**Problem**
All lines in the material below that contain "division" should be located and copied.
=-=-=-=-=
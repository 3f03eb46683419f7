//! Format trait and implementations for topic source documents.
//!
//! This module defines the `Format` trait which abstracts over the grammar a topic page is
//! authored in. A format supplies the tree-sitter language, the query that locates headings, and
//! the walk that turns the parse tree into a [`Document`].

pub mod markdown;

use crate::content::Document;
use crate::error::ContentError;

/// A source grammar that topic pages can be written in.
pub trait Format {
    /// Tree-sitter grammar for the source language.
    fn language(&self) -> tree_sitter::Language;

    /// Query capturing every heading node as `@heading`.
    fn section_query(&self) -> &str;

    /// Parses the source of one topic into a document.
    ///
    /// # Errors
    ///
    /// Returns a [`ContentError`] when the grammar cannot be loaded or the source breaks the
    /// authoring conventions (missing title, unknown method, repeated block, ...).
    fn parse_document(&self, topic: &str, source: &str) -> Result<Document, ContentError>;
}
//! Section representation for topic documents.
//!
//! A section is one `##` division of a topic page. It always carries a heading and a run of
//! typed body blocks; the remaining fields are optional and describe an HTTP endpoint when one is
//! documented. Whether a section is a collapsible endpoint card or plain prose is derived from
//! those fields by [`Section::is_reference`], never stored.

use serde::Serialize;
use std::fmt;

#[derive(Clone, Copy, Debug, PartialEq, Eq, Hash, Serialize)]
#[serde(rename_all = "UPPERCASE")]
/// HTTP verb shown in an endpoint badge.
pub enum Method {
    /// `GET`
    Get,
    /// `POST`
    Post,
    /// `PUT`
    Put,
    /// `PATCH`
    Patch,
    /// `DELETE`
    Delete,
}

impl Method {
    #[must_use]
    /// Parses an upper-case method token as written in an `endpoint` block.
    pub fn parse(token: &str) -> Option<Self> {
        match token {
            "GET" => Some(Self::Get),
            "POST" => Some(Self::Post),
            "PUT" => Some(Self::Put),
            "PATCH" => Some(Self::Patch),
            "DELETE" => Some(Self::Delete),
            _ => None,
        }
    }

    #[must_use]
    /// Canonical upper-case spelling.
    pub fn as_str(self) -> &'static str {
        match self {
            Self::Get => "GET",
            Self::Post => "POST",
            Self::Put => "PUT",
            Self::Patch => "PATCH",
            Self::Delete => "DELETE",
        }
    }
}

impl fmt::Display for Method {
    fn fmt(&self, f: &mut fmt::Formatter<'_>) -> fmt::Result {
        f.write_str(self.as_str())
    }
}

#[derive(Clone, Copy, Debug, PartialEq, Eq, Hash, PartialOrd, Ord, Serialize)]
#[serde(rename_all = "kebab-case")]
/// Names one of the built-in flow diagrams a section can embed.
pub enum FlowchartRef {
    /// Login/signup → OTP → token issuance.
    Authentication,
    /// Game-id linking → team creation → validation → team created.
    TeamCreation,
}

impl FlowchartRef {
    #[must_use]
    /// Resolves the name used in a `flowchart` block.
    pub fn from_name(name: &str) -> Option<Self> {
        match name {
            "authentication" => Some(Self::Authentication),
            "team-creation" => Some(Self::TeamCreation),
            _ => None,
        }
    }

    #[must_use]
    /// Name used in a `flowchart` block.
    pub fn name(self) -> &'static str {
        match self {
            Self::Authentication => "authentication",
            Self::TeamCreation => "team-creation",
        }
    }
}

#[derive(Clone, Debug, PartialEq, Eq, Serialize)]
/// One bullet or numbered item; nested lists are flattened with a depth.
pub struct ListEntry {
    /// Nesting depth, 0 for top-level items.
    pub depth: usize,
    /// Item text with inline markup left in place.
    pub text: String,
}

#[derive(Clone, Debug, PartialEq, Eq, Serialize)]
#[serde(tag = "kind", rename_all = "snake_case")]
/// Typed body content of a section; the renderer decides how each kind is displayed.
pub enum Block {
    /// Running prose, joined onto a single logical line.
    Paragraph {
        /// Paragraph text with inline markup left in place.
        text: String,
    },
    /// A `###` heading inside the section.
    Subheading {
        /// Heading text.
        text: String,
    },
    /// A bullet or numbered list.
    List {
        /// Whether the list was written with numbered markers.
        ordered: bool,
        /// Items in document order.
        items: Vec<ListEntry>,
    },
    /// A pipe table.
    Table {
        /// Header cells.
        header: Vec<String>,
        /// Body rows, each as a list of cells.
        rows: Vec<Vec<String>>,
    },
}

#[derive(Clone, Debug, PartialEq, Eq, Serialize)]
/// Free-standing code sample shown under a narrative section.
pub struct CodeBlock {
    /// Info string of the fence, if any (`bash`, `javascript`, ...).
    #[serde(skip_serializing_if = "Option::is_none")]
    pub language: Option<String>,
    /// Code text without the fences.
    pub text: String,
}

#[derive(Clone, Copy, Debug, PartialEq, Eq)]
/// Classification of a section derived from its endpoint fields.
pub enum SectionKind {
    /// Documents one HTTP endpoint; collapsible.
    Reference,
    /// Prose, lists or tables with no endpoint binding; always fully shown.
    Narrative,
}

#[derive(Clone, Debug, PartialEq, Eq, Serialize)]
#[serde(rename_all = "camelCase")]
/// A `##` division of a topic page.
pub struct Section {
    /// Section heading text.
    pub heading: String,
    /// Body blocks in document order.
    pub blocks: Vec<Block>,
    #[serde(skip_serializing_if = "Option::is_none")]
    /// Code sample, rendered for narrative sections only.
    pub code: Option<CodeBlock>,
    #[serde(skip_serializing_if = "Option::is_none")]
    /// HTTP method of the documented endpoint.
    pub method: Option<Method>,
    #[serde(skip_serializing_if = "Option::is_none")]
    /// Path of the documented endpoint.
    pub endpoint: Option<String>,
    #[serde(skip_serializing_if = "Option::is_none")]
    /// Request headers sample.
    pub headers: Option<String>,
    #[serde(skip_serializing_if = "Option::is_none")]
    /// Request body sample.
    pub request_body: Option<String>,
    #[serde(skip_serializing_if = "Option::is_none")]
    /// Response body sample.
    pub response: Option<String>,
    #[serde(skip_serializing_if = "Option::is_none")]
    /// Built-in diagram shown under the section.
    pub flowchart: Option<FlowchartRef>,
}

impl Section {
    #[must_use]
    /// A section with only a heading; every optional field absent.
    pub fn new(heading: impl Into<String>) -> Self {
        Self {
            heading: heading.into(),
            blocks: Vec::new(),
            code: None,
            method: None,
            endpoint: None,
            headers: None,
            request_body: None,
            response: None,
            flowchart: None,
        }
    }

    #[must_use]
    /// A section documents an endpoint when it names a method or a path.
    pub fn is_reference(&self) -> bool {
        self.method.is_some() || self.endpoint.is_some()
    }

    #[must_use]
    /// Reference or narrative, per [`Section::is_reference`].
    pub fn kind(&self) -> SectionKind {
        if self.is_reference() {
            SectionKind::Reference
        } else {
            SectionKind::Narrative
        }
    }
}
=-=-=-=-=
**Exercise output**
//! A section is one `##` division of a topic page. It always carries a heading and a run of
/// A `##` division of a topic page.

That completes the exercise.